Philippinites, or rizalites are tektites found in the Philippines. They are considered to be about 710,000 years old on the average and generally ranging in size from millimeters to centimeters. Their age corresponds with the age of other tektites in the Australian strewn tektite field. In 1964, a very large philippinite, weighing 226.3 g with dimensions 6.5 x 6.2 x 5.2 cm, was purchased by the University of California, Los Angeles Department of Astronomy. The heaviest philippinite ever found weighs 1,281.89 g in its splash-form, which is also the heaviest tektite of this kind.

==Etymology==
The term rizalite was named after the Philippine province of Rizal where the first black tektites were rediscovered in October 1926 at Novaliches (which was then part of Rizal). Although, it was only in 1928 that the term was proposed by American anthropologist H. Otley Beyer, dubbed as the father of Philippine tektite studies, to refer to tektites found in the Philippines. Philippinite has become the more favored term because other tektites were found in other areas of the Philippines such as the Bicol region and the town of Anda in the province of Pangasinan. Some early authors referred to Philippine tektites as "obsidianites" but that too has fallen out of use due to the introduction of the term philippinite by succeeding authors.

==Uses==
In ancient Philippines, tektites were used by early settlers in the Philippines as arrowheads and other tools as well as decorative purposes.

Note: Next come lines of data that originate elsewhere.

use std::fmt::{self, Debug, Display};
use std::str::FromStr;

use byteorder::{ByteOrder, LittleEndian};
use thiserror::Error;
use uuid::Uuid;

/// Size of a GUID on the wire.
pub const GUID_SIZE: usize = 16;

#[derive(Copy, Clone, PartialOrd, PartialEq, Eq, Hash, Default)]
pub struct Guid {
    data1: u32,
    data2: u16,
    data3: u16,
    data4: [u8; 8],
}

#[derive(Debug, Error)]
#[error("`{input}` is not a valid GUID")]
pub struct GuidParseError {
    input: String,
    #[source]
    source: uuid::Error,
}

impl Guid {
    pub const fn new(data1: u32, data2: u16, data3: u16, data4: [u8; 8]) -> Guid {
        Guid {
            data1,
            data2,
            data3,
            data4,
        }
    }

    /// Reads a GUID in its Windows in-memory layout (first three groups little-endian).
    pub fn from_le_bytes(bytes: [u8; GUID_SIZE]) -> Guid {
        let mut data4 = [0; 8];
        data4.copy_from_slice(&bytes[8..16]);
        Guid {
            data1: LittleEndian::read_u32(&bytes[0..4]),
            data2: LittleEndian::read_u16(&bytes[4..6]),
            data3: LittleEndian::read_u16(&bytes[6..8]),
            data4,
        }
    }

    pub fn to_le_bytes(&self) -> [u8; GUID_SIZE] {
        let mut out = [0; GUID_SIZE];
        LittleEndian::write_u32(&mut out[0..4], self.data1);
        LittleEndian::write_u16(&mut out[4..6], self.data2);
        LittleEndian::write_u16(&mut out[6..8], self.data3);
        out[8..16].copy_from_slice(&self.data4);
        out
    }
}

impl FromStr for Guid {
    type Err = GuidParseError;

    /// Accepts every textual form `uuid` does: hyphenated, braced, simple and URN.
    fn from_str(s: &str) -> Result<Self, Self::Err> {
        let uuid = Uuid::parse_str(s.trim()).map_err(|source| GuidParseError {
            input: s.to_owned(),
            source,
        })?;
        Ok(Guid::from(uuid))
    }
}

impl From<Uuid> for Guid {
    fn from(uuid: Uuid) -> Self {
        let (data1, data2, data3, data4) = uuid.as_fields();
        Guid::new(data1, data2, data3, *data4)
    }
}

impl Display for Guid {
    fn fmt(&self, f: &mut fmt::Formatter) -> fmt::Result {
        write!(
            f,
            "{:08X}-{:04X}-{:04X}-{:02X}{:02X}-{:02X}{:02X}{:02X}{:02X}{:02X}{:02X}",
            self.data1,
            self.data2,
            self.data3,
            self.data4[0],
            self.data4[1],
            self.data4[2],
            self.data4[3],
            self.data4[4],
            self.data4[5],
            self.data4[6],
            self.data4[7]
        )
    }
}

impl Debug for Guid {
    fn fmt(&self, f: &mut fmt::Formatter) -> fmt::Result {
        Display::fmt(self, f)
    }
}

#[cfg(test)]
mod tests {
    use super::*;
    use pretty_assertions::assert_eq;

    #[test]
    fn test_parses_and_formats_braced_guid() {
        let guid: Guid = "{e13c0d23-ccbc-4e12-931b-d9cc2eee27e4}".parse().unwrap();
        assert_eq!(guid.to_string(), "E13C0D23-CCBC-4E12-931B-D9CC2EEE27E4");
    }

    #[test]
    fn test_wire_layout_is_mixed_endian() {
        let guid = Guid::new(0x0102_0304, 0x0506, 0x0708, [9, 10, 11, 12, 13, 14, 15, 16]);
        let bytes = guid.to_le_bytes();
        assert_eq!(
            bytes,
            [4, 3, 2, 1, 6, 5, 8, 7, 9, 10, 11, 12, 13, 14, 15, 16]
        );
        assert_eq!(Guid::from_le_bytes(bytes), guid);
    }

    #[test]
    fn test_parsed_guid_matches_windows_byte_order() {
        let text = "0a3b6c2d-1e2f-4a5b-8c7d-9e0f1a2b3c4d";
        let guid: Guid = text.parse().unwrap();
        let uuid = Uuid::parse_str(text).unwrap();
        assert_eq!(guid.to_le_bytes(), uuid.to_bytes_le());
        assert_eq!(Guid::from(uuid), guid);
    }

    #[test]
    fn test_rejects_malformed_guid() {
        assert!("not-a-guid".parse::<Guid>().is_err());
        assert!("e13c0d23-ccbc-4e12-931b-d9cc2eee27e".parse::<Guid>().is_err());
    }
}
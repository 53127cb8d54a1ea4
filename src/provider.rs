use std::fmt;
use std::sync::Arc;
use std::sync::atomic::{AtomicBool, Ordering};

use log::{debug, warn};

use crate::FastMap;
use crate::emit::TraceSink;
use crate::err::{SchemaError, SchemaResult};
use crate::keywords::{KeywordTable, Level};
use crate::schema::{ProviderDefinition, Template, TemplateSet};

/// Registration handle handed out by the tracing subsystem.
#[derive(Debug, Clone, Copy, PartialEq, Eq, Hash, Default)]
pub struct ProviderHandle(pub u64);

impl fmt::Display for ProviderHandle {
    fn fmt(&self, f: &mut fmt::Formatter<'_>) -> fmt::Result {
        write!(f, "#{}", self.0)
    }
}

/// What a tracing session asked a provider for.
#[derive(Debug, Clone, Copy, PartialEq, Eq)]
pub struct EnableSession {
    pub keywords: u64,
    pub level: Level,
}

impl EnableSession {
    pub fn new(keywords: u64, level: Level) -> Self {
        EnableSession { keywords, level }
    }

    /// Whether an event with `level` and `keywords` is selected by this session.
    pub fn selects(&self, level: Level, keywords: u64) -> bool {
        let keywords_match = keywords == 0 || self.keywords & keywords != 0;
        let level_match = level == Level::LogAlways || self.level >= level;
        keywords_match && level_match
    }
}

/// Immutable identity of one event plus its live enablement flag.
///
/// Everything except the flag is fixed at provider initialization. The flag is written by
/// the tracing control plane and read on every emission.
#[derive(Debug)]
pub struct EventDescriptor {
    symbol: String,
    value: u32,
    version: u8,
    level: Level,
    keywords: u64,
    template: Option<Arc<Template>>,
    provider: ProviderHandle,
    provider_name: Arc<str>,
    enabled: AtomicBool,
}

impl EventDescriptor {
    pub fn symbol(&self) -> &str {
        &self.symbol
    }

    pub fn value(&self) -> u32 {
        self.value
    }

    pub fn version(&self) -> u8 {
        self.version
    }

    pub fn level(&self) -> Level {
        self.level
    }

    pub fn keywords(&self) -> u64 {
        self.keywords
    }

    pub fn template(&self) -> Option<&Arc<Template>> {
        self.template.as_ref()
    }

    /// Handle of the owning provider, for lookups through the registry.
    pub fn provider(&self) -> ProviderHandle {
        self.provider
    }

    pub fn provider_name(&self) -> &str {
        &self.provider_name
    }

    #[inline]
    pub fn is_enabled(&self) -> bool {
        self.enabled.load(Ordering::Acquire)
    }

    /// Control-plane hook.
    pub fn set_enabled(&self, enabled: bool) {
        self.enabled.store(enabled, Ordering::Release);
    }

    fn refresh(&self, session: Option<&EnableSession>) {
        let enabled = session.is_some_and(|s| s.selects(self.level, self.keywords));
        self.set_enabled(enabled);
    }
}

/// A named event source. Owns its event descriptors.
#[derive(Debug)]
pub struct Provider {
    name: Arc<str>,
    handle: ProviderHandle,
    events: Vec<EventDescriptor>,
    by_symbol: FastMap<String, usize>,
}

impl Provider {
    pub fn name(&self) -> &str {
        &self.name
    }

    /// The name with `Windows-`/`Microsoft-` dropped and dashes turned into underscores,
    /// e.g. `Microsoft-Windows-DotNETRuntime` -> `DotNETRuntime`.
    pub fn pretty_name(&self) -> String {
        pretty_name(&self.name)
    }

    pub fn handle(&self) -> ProviderHandle {
        self.handle
    }

    pub fn events(&self) -> &[EventDescriptor] {
        &self.events
    }

    pub fn event(&self, symbol: &str) -> Option<&EventDescriptor> {
        self.by_symbol.get(symbol).map(|&i| &self.events[i])
    }

    pub fn event_by_value(&self, value: u32) -> Option<&EventDescriptor> {
        self.events.iter().find(|e| e.value == value)
    }

    /// Applies a session request to every event of this provider.
    pub fn enable(&self, session: EnableSession) {
        debug!(
            "enabling provider `{}` (keywords={:#x}, level={})",
            self.name, session.keywords, session.level
        );
        for event in &self.events {
            event.refresh(Some(&session));
        }
    }

    pub fn disable(&self) {
        debug!("disabling provider `{}`", self.name);
        for event in &self.events {
            event.refresh(None);
        }
    }
}

pub fn pretty_name(name: &str) -> String {
    name.replace("Windows-", "")
        .replace("Microsoft-", "")
        .replace('-', "_")
}

struct PendingEvent<'d> {
    symbol: &'d str,
    value: u32,
    version: u8,
    level: Level,
    keywords: u64,
    template: Option<Arc<Template>>,
}

fn prepare_events<'d>(
    def: &'d ProviderDefinition,
    templates: &TemplateSet,
    keywords: &KeywordTable,
) -> SchemaResult<Vec<PendingEvent<'d>>> {
    let mut pending = Vec::with_capacity(def.events.len());
    for event in &def.events {
        let template = match &event.template {
            Some(name) => Some(
                templates
                    .get(name)
                    .cloned()
                    .ok_or_else(|| SchemaError::UnknownTemplate {
                        event: event.symbol.clone(),
                        template: name.clone(),
                    })?,
            ),
            None => None,
        };

        pending.push(PendingEvent {
            symbol: &event.symbol,
            value: event.value,
            version: event.version,
            level: Level::from_name(&event.level)?,
            keywords: keywords.encode_keywords(&event.keywords)?,
            template,
        });
    }
    Ok(pending)
}

/// Checks that every event of `def` resolves, without registering anything.
pub fn validate_provider(
    def: &ProviderDefinition,
    templates: &TemplateSet,
    keywords: &KeywordTable,
) -> SchemaResult<()> {
    prepare_events(def, templates, keywords).map(|_| ())
}

/// Registers one provider with the tracing subsystem and creates its event descriptors.
///
/// Every event's level, keywords and template are resolved before anything is registered,
/// so a schema error leaves the subsystem untouched. Calling this twice for the same provider
/// registers it twice.
pub fn init_provider(
    def: &ProviderDefinition,
    templates: &TemplateSet,
    keywords: &KeywordTable,
    sink: &dyn TraceSink,
) -> SchemaResult<Provider> {
    let pending = prepare_events(def, templates, keywords)?;

    let name: Arc<str> = Arc::from(def.name.as_str());
    let handle = sink.register_provider(&name);
    debug!("registered provider `{}` as {}", name, handle);

    let mut events = Vec::with_capacity(pending.len());
    let mut by_symbol: FastMap<String, usize> = FastMap::default();
    for (index, event) in pending.into_iter().enumerate() {
        debug!(
            "  event `{}` value={} version={} level={} keywords={:#x}",
            event.symbol, event.value, event.version, event.level, event.keywords
        );
        if by_symbol.contains_key(event.symbol) {
            warn!(
                "provider `{}` defines event `{}` more than once; lookups by symbol return the first",
                name, event.symbol
            );
        } else {
            by_symbol.insert(event.symbol.to_owned(), index);
        }
        events.push(EventDescriptor {
            symbol: event.symbol.to_owned(),
            value: event.value,
            version: event.version,
            level: event.level,
            keywords: event.keywords,
            template: event.template,
            provider: handle,
            provider_name: Arc::clone(&name),
            enabled: AtomicBool::new(false),
        });
    }

    Ok(Provider {
        name,
        handle,
        events,
        by_symbol,
    })
}
//! Event schema model.
//!
//! A schema is the declarative description of providers, their events, the templates
//! those events carry and the keyword vocabulary. It is consumed once at startup:
//! - `types`: the serde-facing input (what a manifest compiler or hand-written JSON produces)
//! - `resolve`: turns template definitions into immutable [`Template`] values with concrete
//!   wire kinds, count links and an inline size estimate
//!
//! Nothing in here runs on the emission path.

mod resolve;
mod types;

pub use resolve::{
    CountRef, DEFAULT_STRING_ALLOWANCE, ElementSize, Field, ResolveOptions, SizeOverrides,
    Template, TemplateSet, WireKind, resolve,
};
pub use types::*;
mod fixtures;

use fixtures::*;

use assert_cmd::prelude::*;
use predicates::prelude::*;
use std::fs::File;
use std::io::Read;
use std::process::Command;
use tempfile::tempdir;

#[test]
fn it_prints_a_text_summary() {
    let mut cmd = Command::new(assert_cmd::cargo_bin!("evpipe_schema"));
    cmd.arg(runtime_schema_path().to_str().unwrap());

    cmd.assert()
        .success()
        .stdout(predicate::str::contains(
            "template GCStart_V2 (26 bytes inline)",
        ))
        .stdout(predicate::str::contains(
            "provider Microsoft-Windows-DotNETRuntime (DotNETRuntime)",
        ))
        .stdout(predicate::str::contains(
            "ModuleLoad_V2 value=152 version=2 level=Informational keywords=0x8 template=ModuleLoadUnload_V2",
        ))
        .stdout(predicate::str::contains("Values: struct [Count]"));
}

#[test]
fn it_prints_json() {
    let mut cmd = Command::new(assert_cmd::cargo_bin!("evpipe_schema"));
    cmd.args(["-o", "json", runtime_schema_path().to_str().unwrap()]);

    let output = cmd.output().unwrap();
    assert!(output.status.success());

    let summary: serde_json::Value = serde_json::from_slice(&output.stdout).unwrap();
    let providers = summary["providers"].as_array().unwrap();
    assert_eq!(providers.len(), 2);
    assert_eq!(providers[1]["pretty_name"], "DotNETRuntimeRundown");
    assert_eq!(providers[1]["events"][0]["keywords"], "0x18");

    let templates = summary["templates"].as_array().unwrap();
    let bulk_edge = templates
        .iter()
        .find(|t| t["name"] == "GCBulkEdge")
        .unwrap();
    assert_eq!(bulk_edge["estimated_inline_size"], 10);
}

#[test]
fn it_respects_a_custom_string_allowance() {
    let mut cmd = Command::new(assert_cmd::cargo_bin!("evpipe_schema"));
    cmd.args([
        "--string-allowance",
        "0",
        runtime_schema_path().to_str().unwrap(),
    ]);

    cmd.assert().success().stdout(predicate::str::contains(
        "template ModuleLoadUnload_V2 (46 bytes inline)",
    ));
}

#[test]
fn it_respects_file_output() {
    let d = tempdir().unwrap();
    let f = d.as_ref().join("nested").join("summary.txt");

    let mut cmd = Command::new(assert_cmd::cargo_bin!("evpipe_schema"));
    cmd.args([
        "-f",
        &f.to_string_lossy(),
        runtime_schema_path().to_str().unwrap(),
    ]);

    assert!(
        cmd.output().unwrap().stdout.is_empty(),
        "Expected output to be printed to file, but was printed to stdout"
    );

    let mut written = String::new();
    File::open(&f).unwrap().read_to_string(&mut written).unwrap();
    assert!(written.contains("provider Microsoft-Windows-DotNETRuntimeRundown"));
}

#[test]
fn test_it_refuses_to_overwrite_directory() {
    let d = tempdir().unwrap();

    let mut cmd = Command::new(assert_cmd::cargo_bin!("evpipe_schema"));
    cmd.args([
        "-f",
        &d.path().to_string_lossy(),
        runtime_schema_path().to_str().unwrap(),
    ]);

    cmd.assert()
        .failure()
        .code(1)
        .stderr(predicate::str::contains("refusing to overwrite"));
}

#[test]
fn test_it_reports_schema_errors() {
    let mut cmd = Command::new(assert_cmd::cargo_bin!("evpipe_schema"));
    cmd.arg(invalid_count_schema_path().to_str().unwrap());

    cmd.assert()
        .failure()
        .stderr(predicate::str::contains("Invalid schema"))
        .stderr(predicate::str::contains(
            "count field `Length` must appear before the field it sizes",
        ));
}
use anyhow::{Context, Result, bail};
use clap::{Arg, ArgAction, ArgMatches, Command};
use log::{Level, LevelFilter};
use serde::Serialize;
use simplelog::{ColorChoice, Config, TermLogger, TerminalMode};

use evpipe::schema::{Field, WireKind};
use evpipe::{NullSink, PackSettings, Registry, SchemaDefinition, Template};

use std::fs::{self, File};
use std::io::{self, Write};
use std::path::{Path, PathBuf};

#[derive(Debug, Copy, Clone, PartialEq, Eq)]
enum OutputFormat {
    Text,
    Json,
}

#[derive(Debug, Serialize)]
struct SchemaSummary {
    templates: Vec<TemplateSummary>,
    providers: Vec<ProviderSummary>,
}

#[derive(Debug, Serialize)]
struct TemplateSummary {
    name: String,
    estimated_inline_size: usize,
    fields: Vec<FieldSummary>,
}

#[derive(Debug, Serialize)]
struct FieldSummary {
    name: String,
    kind: &'static str,
    in_type: Option<String>,
    count: Option<String>,
}

#[derive(Debug, Serialize)]
struct ProviderSummary {
    name: String,
    pretty_name: String,
    events: Vec<EventSummary>,
}

#[derive(Debug, Serialize)]
struct EventSummary {
    symbol: String,
    value: u32,
    version: u8,
    level: String,
    keywords: String,
    template: Option<String>,
}

struct EvpipeSchema {
    input: PathBuf,
    output_format: OutputFormat,
    output: Box<dyn Write>,
    settings: PackSettings,
    verbosity_level: Option<Level>,
}

impl EvpipeSchema {
    pub fn from_cli_matches(matches: &ArgMatches) -> Result<Self> {
        let input = PathBuf::from(
            matches
                .get_one::<String>("INPUT")
                .context("an input schema is required")?,
        );

        let output_format = match matches.get_one::<String>("output-format").map(String::as_str) {
            Some("json") => OutputFormat::Json,
            _ => OutputFormat::Text,
        };

        let verbosity_level = match matches.get_count("verbose") {
            0 => None,
            1 => Some(Level::Info),
            2 => Some(Level::Debug),
            3 => Some(Level::Trace),
            _ => {
                eprintln!("using more than -vvv does not affect verbosity level");
                Some(Level::Trace)
            }
        };

        let mut settings = PackSettings::new();
        if let Some(allowance) = matches.get_one::<usize>("string-allowance") {
            settings = settings.string_allowance(*allowance);
        }

        let output: Box<dyn Write> = match matches.get_one::<String>("output-target") {
            Some(path) => Box::new(Self::create_output_file(path)?),
            None => Box::new(io::stdout()),
        };

        Ok(EvpipeSchema {
            input,
            output_format,
            output,
            settings,
            verbosity_level,
        })
    }

    /// Main entry point for `EvpipeSchema`
    pub fn run(&mut self) -> Result<()> {
        self.try_to_initialize_logging();

        let text = fs::read_to_string(&self.input)
            .with_context(|| format!("Failed to read schema at: {}", self.input.display()))?;
        let definition = SchemaDefinition::from_json(&text)
            .with_context(|| format!("Failed to parse schema at: {}", self.input.display()))?;
        let registry = Registry::init_all(&definition, &NullSink, &self.settings.resolve_options())
            .with_context(|| format!("Invalid schema at: {}", self.input.display()))?;

        let summary = summarize(&registry);
        match self.output_format {
            OutputFormat::Json => {
                serde_json::to_writer_pretty(&mut self.output, &summary)?;
                writeln!(self.output)?;
            }
            OutputFormat::Text => write_text(&mut self.output, &summary)?,
        }
        self.output.flush()?;
        Ok(())
    }

    fn create_output_file(path: impl AsRef<Path>) -> Result<File> {
        let p = path.as_ref();

        if p.is_dir() {
            bail!(
                "There is a directory at {}, refusing to overwrite",
                p.display()
            );
        }

        if let Some(parent) = p.parent() {
            if !parent.as_os_str().is_empty() && !parent.exists() {
                fs::create_dir_all(parent)?;
            }
        }

        File::create(p).with_context(|| format!("Failed to create output file at: {}", p.display()))
    }

    fn try_to_initialize_logging(&self) {
        if let Some(level) = self.verbosity_level {
            if let Err(e) = TermLogger::init(
                level.to_level_filter(),
                Config::default(),
                TerminalMode::Stderr,
                ColorChoice::Auto,
            ) {
                eprintln!("Failed to initialize logging: {:?}", e);
            }
        } else {
            log::set_max_level(LevelFilter::Off);
        }
    }
}

fn summarize_field(field: &Field) -> FieldSummary {
    let count = match &field.kind {
        WireKind::CountedArray { count, .. } => Some(count.name.clone()),
        WireKind::StructBlob { count, .. } => count.as_ref().map(|c| c.name.clone()),
        _ => None,
    };
    FieldSummary {
        name: field.name.clone(),
        kind: field.kind.describe(),
        in_type: field.in_type.map(|t| t.name().to_owned()),
        count,
    }
}

fn summarize_template(template: &Template) -> TemplateSummary {
    TemplateSummary {
        name: template.name().to_owned(),
        estimated_inline_size: template.estimated_inline_size(),
        fields: template.fields().iter().map(summarize_field).collect(),
    }
}

fn summarize(registry: &Registry) -> SchemaSummary {
    let mut templates: Vec<TemplateSummary> = registry
        .schema()
        .templates()
        .iter()
        .map(|t| summarize_template(t))
        .collect();
    templates.sort_by(|a, b| a.name.cmp(&b.name));

    let providers = registry
        .providers()
        .iter()
        .map(|provider| ProviderSummary {
            name: provider.name().to_owned(),
            pretty_name: provider.pretty_name(),
            events: provider
                .events()
                .iter()
                .map(|event| EventSummary {
                    symbol: event.symbol().to_owned(),
                    value: event.value(),
                    version: event.version(),
                    level: event.level().to_string(),
                    keywords: format!("{:#x}", event.keywords()),
                    template: event.template().map(|t| t.name().to_owned()),
                })
                .collect(),
        })
        .collect();

    SchemaSummary {
        templates,
        providers,
    }
}

fn write_text(out: &mut dyn Write, summary: &SchemaSummary) -> io::Result<()> {
    for template in &summary.templates {
        writeln!(
            out,
            "template {} ({} bytes inline)",
            template.name, template.estimated_inline_size
        )?;
        for field in &template.fields {
            write!(out, "  {}: {}", field.name, field.kind)?;
            if let Some(in_type) = &field.in_type {
                write!(out, " {}", in_type)?;
            }
            if let Some(count) = &field.count {
                write!(out, " [{}]", count)?;
            }
            writeln!(out)?;
        }
    }

    for provider in &summary.providers {
        writeln!(out, "provider {} ({})", provider.name, provider.pretty_name)?;
        for event in &provider.events {
            writeln!(
                out,
                "  {} value={} version={} level={} keywords={} template={}",
                event.symbol,
                event.value,
                event.version,
                event.level,
                event.keywords,
                event.template.as_deref().unwrap_or("-")
            )?;
        }
    }
    Ok(())
}

fn main() -> Result<()> {
    let matches = Command::new("EventPipe schema inspector")
        .version(env!("CARGO_PKG_VERSION"))
        .about("Validates an event schema and prints its resolved templates and providers")
        .arg(Arg::new("INPUT").required(true).help("Schema definition (JSON)."))
        .arg(
            Arg::new("output-format")
                .short('o')
                .long("format")
                .value_parser(["text", "json"])
                .default_value("text")
                .help("Sets the output format"),
        )
        .arg(
            Arg::new("output-target")
                .long("output")
                .short('f')
                .help("Writes output to the file specified instead of stdout, errors will still be printed to stderr. \
                       Will create parent directories if needed."),
        )
        .arg(
            Arg::new("string-allowance")
                .long("string-allowance")
                .value_parser(clap::value_parser!(usize))
                .help("Bytes budgeted per string field when estimating inline sizes."),
        )
        .arg(
            Arg::new("verbose")
                .short('v')
                .action(ArgAction::Count)
                .help("-v - info, -vv - debug, -vvv - trace."),
        )
        .get_matches();

    let mut app = EvpipeSchema::from_cli_matches(&matches)?;
    app.run()
}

During the Philippine Iron Age, due to the polish features of philippinites found in graves, it was evidenced that philippinites were used as amulets or charms. In modern times, it is generally used as a collector's item.

==Composition==
The following table details the chemical composition of philippinite:

| Oxides | Content (in weight percentage) | Number of determinations |
|---|---|---|
| SiO_{2} | 70.66-71.64 | 4 |
| TiO_{2} | 0.63-1.04 | 4 |
| Al_{2}O_{3} | 12.08-13.52 | 4 |
| Fe_{2}O_{3} | 0.59-2.03 | 3 |
| FeO | 3.03-5.32 | 4 |
| MnO | 0.08-0.16 | 4 |
| CaO | 2.95-3.42 | 4 |
| MgO | 2.23-3.65 | 4 |
| Na_{2}O | 1.21-1.66 | 4 |
| K_{2}O | 1.69-2.28 | 4 |
| H_{2}O^{+} | 0.15-0.63 | 4 |
| H_{2}O^{−} | Traces | 1 |
| P_{2}O_{5} | 0.10-0.18 | 3 |

==Notes==

1. Splash-form tektites are tektites that are shaped like spheres, ellipsoids, teardrops, dumbbells, and other forms. They have shaped this way due to the ejecta or splash of silicate liquid following a meteorite impact, scattering them to a distance up to thousands of kilometers.